- Born: 22 December 1940 Hronsek, Banská Bystrica District, Slovak Republic
- Died: 25 October 2022 (aged 81)
- Other names: Braňo Hronec

= Branislav Hronec =

Slovak composer, pianist and conductor (1940–2022)

Branislav Hronec (22 December 1940 – 25 October 2022) was a Slovak composer, pianist and conductor.

== Life and career ==
Born in Hronsek, the son of an evangelical minister, Hronec started playing organ at 13 years old. He later studied piano and conducting at the Bratislava Conservatory and conducting and composition at the Academy of Performing Arts under Alexander Moyzes.

After experiences with the ensembles West Coast Combo and Bratislava Jazz Studio, in 1963 he founded the Braň Hronec Group, which later was renamed Braň Hronec Orchestra; with this ensemble he toured extensively nationally and abroad, in Europe, Central Asia and Cuba. The orchestra disbanded in 1981, with Hronec focusing on composition for television and theatre, and becoming in the second half of the 1980s music director at Slovak Radio and conductor of the Dance Orchestra of the Czechoslovak Television.

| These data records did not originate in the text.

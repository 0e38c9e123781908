// web-server/src/server.rs
use std::io;
use std::net::SocketAddr;
use std::sync::atomic::{AtomicBool, Ordering};
use std::sync::Mutex;

use actix_web::{dev::ServerHandle, web, App, HttpServer};
use common::models::session::SessionInfo;
use common::{Config, ProtectedKeyStore, SharedSecret, ShellError};
use tokio::task::JoinHandle;

use crate::api;
use crate::api::bridge::AskCounter;
use crate::middleware::{AuthPolicy, RequestAuthGuard};
use crate::tls;

/// Loopback HTTPS server with the auth guard in front of every route
pub struct LoopbackServer;

impl LoopbackServer {
    /// Consume the key store, bind the TLS listener and start serving.
    ///
    /// Must be called from inside a Tokio runtime. The server's own signal
    /// handling is disabled; the caller owns shutdown.
    pub fn start(
        config: &Config,
        key_store: ProtectedKeyStore,
        secret: SharedSecret,
        session: SessionInfo,
    ) -> Result<RunningServer, ShellError> {
        let policy = AuthPolicy::from_config(&config.auth)?;
        let tls_config = tls::server_config(key_store.consume()?)?;

        let guard = RequestAuthGuard::new(secret, policy);
        let session_data = web::Data::new(session);
        let counter_data = web::Data::new(AskCounter::default());

        let bind_addr = format!("{}:{}", config.server.bind_addr, config.server.port);
        tracing::info!("Binding loopback server on {}", bind_addr);

        let server = HttpServer::new(move || {
            App::new()
                .wrap(guard.clone())
                .app_data(session_data.clone())
                .app_data(counter_data.clone())
                .configure(api::configure)
        })
        .workers(config.server.workers.max(1))
        .shutdown_timeout(config.server.shutdown_timeout)
        .disable_signals()
        .bind_rustls_021(bind_addr.as_str(), tls_config)
        .map_err(|e| ShellError::BindFailure {
            addr: bind_addr.clone(),
            reason: e.to_string(),
        })?;

        let local_addr = server
            .addrs()
            .first()
            .copied()
            .ok_or_else(|| ShellError::BindFailure {
                addr: bind_addr.clone(),
                reason: "no listening address".to_string(),
            })?;

        let server = server.run();
        let handle = server.handle();
        let task = tokio::spawn(server);

        tracing::info!("Loopback server listening on https://{}:{}", config.server.hostname, local_addr.port());

        Ok(RunningServer {
            local_addr,
            handle,
            task: Mutex::new(Some(task)),
            stopped: AtomicBool::new(false),
        })
    }
}

/// Handle to a started server
pub struct RunningServer {
    local_addr: SocketAddr,
    handle: ServerHandle,
    task: Mutex<Option<JoinHandle<io::Result<()>>>>,
    stopped: AtomicBool,
}

impl RunningServer {
    pub fn local_addr(&self) -> SocketAddr {
        self.local_addr
    }

    pub fn port(&self) -> u16 {
        self.local_addr.port()
    }

    /// Stop accepting, drain workers and release the listening socket.
    /// Later calls return immediately.
    pub async fn stop(&self) {
        if self.stopped.swap(true, Ordering::SeqCst) {
            tracing::debug!("Loopback server already stopping");
            return;
        }

        tracing::info!("Stopping loopback server on {}", self.local_addr);
        self.handle.stop(true).await;

        let task = self.task.lock().ok().and_then(|mut task| task.take());
        if let Some(task) = task {
            match task.await {
                Ok(Ok(())) => tracing::info!("Loopback server stopped"),
                Ok(Err(e)) => tracing::warn!("Loopback server exited with error: {}", e),
                Err(e) => tracing::warn!("Loopback server task failed: {}", e),
            }
        }
    }
}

Hronec composed over 300 songs and compositions, including the first big beat song, the first twist song and the first disco song produced in Czechoslovakia. He often collaborated with lyricist Milan Lasica. Between 1990 and 1997 he was professor at the Academy of Performing Arts. He died on 25 October 2022 at the age of 81. He was married to the actress Judita Varga since 1980.